Electing S Corporation Status for an LLC

S election for LLC allows a business owner to establish a limited liability corporation that receives the tax treatment of an S corporation rather than that of a partnership. This strategy may allow owners to avoid self-employment tax on their shares of income, which is not charged on S corporation distributions.

Electing S Status for a Corporate Entity Under Check-the-Box Rules

Check-the-box rules allow an LLC to opt for corporate tax treatment. Making this election indicates that the LLC transfers all assets and liabilities to a corporation in exchange for stock, which is then liquidated and distributed to the LLC members. This is treated as a tax-free transaction if the LLC has more assets than liabilities. If the LLC members are eligible to hold S corporation stock, the LLC can go on to elect S taxation status by filing Form 8832, Entity Classification Election

A new S corporation must elect for S taxation by the 15th day of the third month after the date on which they obtain shareholders or assets and/or begin conducting business. The entity can do so by filing Form 2553 and will not have to subsequently file Form 8832 if this is done within either 75 days or two months and 15 days after the effective date of S election (whichever comes first). However, S election should not occur before the corporation is conducting business or acquires assets or shareholders.

An entity will be treated as an S corporation from the date of election until it opts for a different classification, which cannot be done within 60 months of S corporation election unless the IRS provides special approval.

Potential One-Class-of-Stock Issues

For an LLC to elect S taxation status, its operating agreement and other documents must follow S corporation requirements. This may require replacing or amending previous documents. For example, an LLC that allows income or loss to pass through to its owners via special allocation would be considered to have more than one stock class and would therefore be ineligible for S corp status

The LLC must distribute liquidation proceeds based on ownership percentage without regard to voting rights and other factors. However, the LLC treated as an S corporation can offer both nonvoting and voting shares. The IRS has not yet ruled on whether limited partnerships taxed as corporations are considered to have more than one class of stock.

The Best of Both Worlds

Establishing an LLC and electing for S corp taxation treatment allows business owners to enjoy the benefits of both entities. This is often an ideal strategy for businesses with high payroll taxes or an active trade.

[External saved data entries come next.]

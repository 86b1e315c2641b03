//! Dependency requests and resolved module metadata

use std::collections::BTreeMap;

use chrono::{DateTime, Utc};
use serde::{Deserialize, Serialize};

use crate::module::artifact::Artifact;
use crate::module::id::ModuleRevisionId;

/// Status assigned to descriptors that do not declare one
pub const DEFAULT_STATUS: &str = "integration";

/// Type and extension of the artifact recording a descriptor's own provenance
pub const DESCRIPTOR_ARTIFACT_TYPE: &str = "descriptor";
pub const DESCRIPTOR_ARTIFACT_EXT: &str = "json";

/// A consumer's request for a module revision
#[derive(Debug, Clone, PartialEq, Eq, Serialize, Deserialize)]
pub struct DependencyDescriptor {
    revision_id: ModuleRevisionId,
    #[serde(default)]
    force: bool,
    #[serde(default)]
    changing: bool,
    #[serde(default = "default_transitive")]
    transitive: bool,
    /// Master configuration -> dependency configurations
    #[serde(default, skip_serializing_if = "BTreeMap::is_empty")]
    configurations: BTreeMap<String, Vec<String>>,
}

fn default_transitive() -> bool {
    true
}

impl DependencyDescriptor {
    pub fn new(revision_id: ModuleRevisionId) -> Self {
        Self {
            revision_id,
            force: false,
            changing: false,
            transitive: true,
            configurations: BTreeMap::new(),
        }
    }

    pub fn with_force(mut self, force: bool) -> Self {
        self.force = force;
        self
    }

    pub fn with_changing(mut self, changing: bool) -> Self {
        self.changing = changing;
        self
    }

    pub fn with_transitive(mut self, transitive: bool) -> Self {
        self.transitive = transitive;
        self
    }

    pub fn with_configuration_mapping(
        mut self,
        master: impl Into<String>,
        dependency_configurations: Vec<String>,
    ) -> Self {
        self.configurations
            .insert(master.into(), dependency_configurations);
        self
    }

    /// Copy of this request targeting another revision id, flags unchanged
    pub fn retarget(&self, revision_id: ModuleRevisionId) -> Self {
        Self {
            revision_id,
            ..self.clone()
        }
    }

    pub fn revision_id(&self) -> &ModuleRevisionId {
        &self.revision_id
    }

    pub fn is_force(&self) -> bool {
        self.force
    }

    pub fn is_changing(&self) -> bool {
        self.changing
    }

    pub fn is_transitive(&self) -> bool {
        self.transitive
    }

    pub fn configurations(&self) -> &BTreeMap<String, Vec<String>> {
        &self.configurations
    }
}

#[derive(Debug, Clone, Copy, PartialEq, Eq, Default, Serialize, Deserialize)]
#[serde(rename_all = "lowercase")]
pub enum Visibility {
    #[default]
    Public,
    Private,
}

#[derive(Debug, Clone, PartialEq, Eq, Serialize, Deserialize)]
pub struct Configuration {
    pub name: String,
    #[serde(default, skip_serializing_if = "Vec::is_empty")]
    pub extends: Vec<String>,
    #[serde(default)]
    pub visibility: Visibility,
    #[serde(default, skip_serializing_if = "Option::is_none")]
    pub description: Option<String>,
}

impl Configuration {
    pub fn public(name: impl Into<String>) -> Self {
        Self {
            name: name.into(),
            extends: Vec::new(),
            visibility: Visibility::Public,
            description: None,
        }
    }
}

/// An artifact declared by a descriptor, without its module identity
#[derive(Debug, Clone, PartialEq, Eq, Serialize, Deserialize)]
pub struct PublishedArtifact {
    pub name: String,
    #[serde(rename = "type")]
    pub artifact_type: String,
    pub extension: String,
    #[serde(default, skip_serializing_if = "Vec::is_empty")]
    pub configurations: Vec<String>,
}

/// Parsed module metadata
#[derive(Debug, Clone, PartialEq, Eq, Serialize, Deserialize)]
pub struct ModuleDescriptor {
    pub id: ModuleRevisionId,
    #[serde(default = "default_status")]
    pub status: String,
    pub publication: DateTime<Utc>,
    #[serde(default)]
    pub configurations: Vec<Configuration>,
    #[serde(default)]
    pub dependencies: Vec<DependencyDescriptor>,
    #[serde(default)]
    pub artifacts: Vec<PublishedArtifact>,
}

fn default_status() -> String {
    DEFAULT_STATUS.to_string()
}

impl ModuleDescriptor {
    pub fn new(id: ModuleRevisionId, publication: DateTime<Utc>) -> Self {
        Self {
            id,
            status: default_status(),
            publication,
            configurations: vec![Configuration::public("default")],
            dependencies: Vec::new(),
            artifacts: Vec::new(),
        }
    }

    /// Declared artifacts bound to this descriptor's identity
    pub fn all_artifacts(&self) -> Vec<Artifact> {
        self.artifacts
            .iter()
            .map(|a| {
                Artifact::new(
                    self.id.clone(),
                    a.name.clone(),
                    a.artifact_type.clone(),
                    a.extension.clone(),
                    self.publication,
                )
            })
            .collect()
    }

    /// The artifact standing for the descriptor file itself
    pub fn metadata_artifact(&self) -> Artifact {
        Artifact::new(
            self.id.clone(),
            self.id.name(),
            DESCRIPTOR_ARTIFACT_TYPE,
            DESCRIPTOR_ARTIFACT_EXT,
            self.publication,
        )
    }
}

/// A concrete module revision bound to its metadata and provenance
///
/// Never patched in place; the cache replaces entries wholesale.
#[derive(Debug, Clone, PartialEq, Eq, Serialize, Deserialize)]
pub struct ResolvedModuleRevision {
    descriptor: ModuleDescriptor,
    resolver_name: String,
    resolved_at: DateTime<Utc>,
}

impl ResolvedModuleRevision {
    pub fn new(
        descriptor: ModuleDescriptor,
        resolver_name: impl Into<String>,
        resolved_at: DateTime<Utc>,
    ) -> Self {
        Self {
            descriptor,
            resolver_name: resolver_name.into(),
            resolved_at,
        }
    }

    pub fn id(&self) -> &ModuleRevisionId {
        &self.descriptor.id
    }

    pub fn descriptor(&self) -> &ModuleDescriptor {
        &self.descriptor
    }

    pub fn resolver_name(&self) -> &str {
        &self.resolver_name
    }

    pub fn resolved_at(&self) -> DateTime<Utc> {
        self.resolved_at
    }
}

Both business entities provide limited liability protection and offer pass-through taxation in which business income and loss is reported on the owner's individual tax return. An LLC is easier to administer than an S Corp and offers more flexibility in allocating profits and losses to its members. However, an S Corp allows owners to receive either salaried wages or earned income distributions. It also facilitates tax planning.

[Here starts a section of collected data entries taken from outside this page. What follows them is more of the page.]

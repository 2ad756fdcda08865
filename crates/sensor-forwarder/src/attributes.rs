// SPDX-License-Identifier: Apache-2.0 OR MIT
// Copyright (c) 2025-2026 naskel.com

//! Device attribute source.
//!
//! Attributes live in a TOML file, one table per device:
//!
//! ```toml
//! [devices."0004A30B001F1234"]
//! opensense-id = "5a0c2cc89fd3c200111118f0"
//! location = "roof"
//! ```
//!
//! [`AttributeRefresher`] re-reads the file periodically and hands the full
//! map to a callback (normally [`Forwarder::process_attributes`]).
//!
//! [`Forwarder::process_attributes`]: crate::forwarder::Forwarder::process_attributes

use crate::config::ConfigError;
use crate::routing::AttributeMap;
use crossbeam::channel::{self, RecvTimeoutError, Sender};
use serde::Deserialize;
use std::collections::HashMap;
use std::path::{Path, PathBuf};
use std::thread::{self, JoinHandle};
use std::time::Duration;

#[derive(Debug, Default, Deserialize)]
struct DeviceFile {
    #[serde(default)]
    devices: HashMap<String, AttributeMap>,
}

/// Load device attributes from a TOML file.
pub fn load_device_attributes<P: AsRef<Path>>(
    path: P,
) -> Result<HashMap<String, AttributeMap>, ConfigError> {
    let content = std::fs::read_to_string(path)?;
    parse_device_attributes(&content)
}

/// Parse device attributes from TOML text.
pub fn parse_device_attributes(
    content: &str,
) -> Result<HashMap<String, AttributeMap>, ConfigError> {
    let file: DeviceFile = toml::from_str(content)?;
    Ok(file.devices)
}

/// Background thread that reloads the attribute file.
pub struct AttributeRefresher {
    stop_tx: Option<Sender<()>>,
    thread_handle: Option<JoinHandle<()>>,
}

impl AttributeRefresher {
    /// Load once immediately, then every `interval` until stopped.
    pub fn spawn<F>(path: PathBuf, interval: Duration, on_update: F) -> std::io::Result<Self>
    where
        F: Fn(&HashMap<String, AttributeMap>) + Send + 'static,
    {
        let (stop_tx, stop_rx) = channel::bounded::<()>(1);

        let thread_handle = thread::Builder::new()
            .name("forwarder-attributes".to_string())
            .spawn(move || loop {
                match load_device_attributes(&path) {
                    Ok(attributes) => {
                        tracing::debug!(
                            "Loaded attributes for {} device(s) from {}",
                            attributes.len(),
                            path.display()
                        );
                        on_update(&attributes);
                    }
                    Err(e) => tracing::warn!(
                        "Failed to load attributes from {}, keeping previous: {}",
                        path.display(),
                        e
                    ),
                }

                match stop_rx.recv_timeout(interval) {
                    Err(RecvTimeoutError::Timeout) => continue,
                    Ok(()) | Err(RecvTimeoutError::Disconnected) => break,
                }
            })?;

        Ok(Self {
            stop_tx: Some(stop_tx),
            thread_handle: Some(thread_handle),
        })
    }

    /// Stop the refresher and wait for its thread.
    pub fn stop(&mut self) {
        // Dropping the sender wakes the thread.
        self.stop_tx.take();
        if let Some(handle) = self.thread_handle.take() {
            if handle.join().is_err() {
                tracing::error!("Attribute refresher terminated abnormally");
            }
        }
    }
}

impl Drop for AttributeRefresher {
    fn drop(&mut self) {
        self.stop();
    }
}

#[cfg(test)]
mod tests {
    use super::*;
    use std::sync::atomic::{AtomicUsize, Ordering};
    use std::sync::Arc;

    const SAMPLE: &str = r#"
        [devices."0004A30B001F1234"]
        opensense-id = "5a0c2cc89fd3c200111118f0"
        location = "roof"

        [devices.node-2]
        location = "garden"
    "#;

    #[test]
    fn test_parse() {
        let attrs = parse_device_attributes(SAMPLE).expect("parse");
        assert_eq!(attrs.len(), 2);
        assert_eq!(
            attrs["0004A30B001F1234"].get("opensense-id").map(String::as_str),
            Some("5a0c2cc89fd3c200111118f0")
        );
        assert!(!attrs["node-2"].contains_key("opensense-id"));
    }

    #[test]
    fn test_empty_file() {
        assert!(parse_device_attributes("").expect("parse").is_empty());
    }

    #[test]
    fn test_invalid_file() {
        assert!(matches!(
            parse_device_attributes("[devices.x]\nopensense-id = 5"),
            Err(ConfigError::Toml(_))
        ));
    }

    #[test]
    fn test_refresher_loads_and_stops() {
        let dir = tempfile::tempdir().expect("tempdir");
        let path = dir.path().join("devices.toml");
        std::fs::write(&path, SAMPLE).expect("write");

        let calls = Arc::new(AtomicUsize::new(0));
        let seen = Arc::clone(&calls);
        let mut refresher = AttributeRefresher::spawn(path, Duration::from_secs(3600), move |a| {
            assert_eq!(a.len(), 2);
            seen.fetch_add(1, Ordering::SeqCst);
        })
        .expect("spawn");

        let deadline = std::time::Instant::now() + Duration::from_secs(5);
        while calls.load(Ordering::SeqCst) == 0 && std::time::Instant::now() < deadline {
            thread::sleep(Duration::from_millis(10));
        }
        refresher.stop();
        assert_eq!(calls.load(Ordering::SeqCst), 1);
    }

    #[test]
    fn test_refresher_missing_file_keeps_running() {
        let calls = Arc::new(AtomicUsize::new(0));
        let seen = Arc::clone(&calls);
        let refresher = AttributeRefresher::spawn(
            PathBuf::from("/nonexistent/devices.toml"),
            Duration::from_millis(10),
            move |_| {
                seen.fetch_add(1, Ordering::SeqCst);
            },
        )
        .expect("spawn");
        thread::sleep(Duration::from_millis(50));
        drop(refresher);
        assert_eq!(calls.load(Ordering::SeqCst), 0);
    }
}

LLC: Limited Liability and Flexibility

An LLC is governed by state statutes and designed to provide the same limited liability as a corporation with the flexibility and tax advantages of a general partnership or sole proprietorship. With an LLC, each owner reports profits and losses on his or her individual tax return. This allows the members to avoid the double taxation that affects corporation owners. 

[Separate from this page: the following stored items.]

// SPDX-License-Identifier: Apache-2.0 OR MIT
// Copyright (c) 2025-2026 naskel.com

//! Luftdaten push API (`/v1/push-sensor-data/`).

use super::naming::prefixed_body;
use super::{
    sensor_id, DeliveryOutcome, DestinationAdapter, Prepared, RestClient, SensorDataBody,
    SOFTWARE_VERSION,
};
use crate::reading::Reading;

const PUSH_PATH: &str = "/v1/push-sensor-data/";

/// Default `X-Pin` header value.
pub const DEFAULT_PIN: u16 = 1;

/// Generic destination using prefix naming. Not routed.
#[derive(Debug, Clone)]
pub struct LuftdatenAdapter {
    client: RestClient,
    pin: String,
}

impl LuftdatenAdapter {
    pub fn new(client: RestClient, pin: u16) -> Self {
        Self {
            client,
            pin: pin.to_string(),
        }
    }
}

impl DestinationAdapter for LuftdatenAdapter {
    fn name(&self) -> &str {
        "luftdaten"
    }

    fn build_body(&self, reading: &Reading, _routing: Option<&str>) -> Prepared {
        Prepared::Upload {
            key: sensor_id(&reading.device_id),
            body: prefixed_body(reading, SOFTWARE_VERSION),
        }
    }

    fn deliver(&self, key: &str, body: &SensorDataBody) -> DeliveryOutcome {
        self.client.post_json(
            PUSH_PATH,
            &[],
            &[("X-Sensor", key), ("X-Pin", self.pin.as_str())],
            body,
        )
    }
}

Like a corporation, an LLC limits the personal liability of each owner to his or her initial capital contribution. In a general partnership or sole proprietorship, each member is liable for all debts and financial obligations of the business. An LLC can opt for treatment as a partnership, sole proprietorship, or corporation for federal tax purposes. 

S Corporation: Planning and Compensation Options

To form an S corporation, owners must follow the state guidelines to establish a corporation and then submit Form 2553 to the IRS to elect taxation as an S corporation. With this election, the business credits, deductions, losses, and income pass through to the owners' individual tax returns. This allows them to be taxed at the individual rate and avoid double taxation.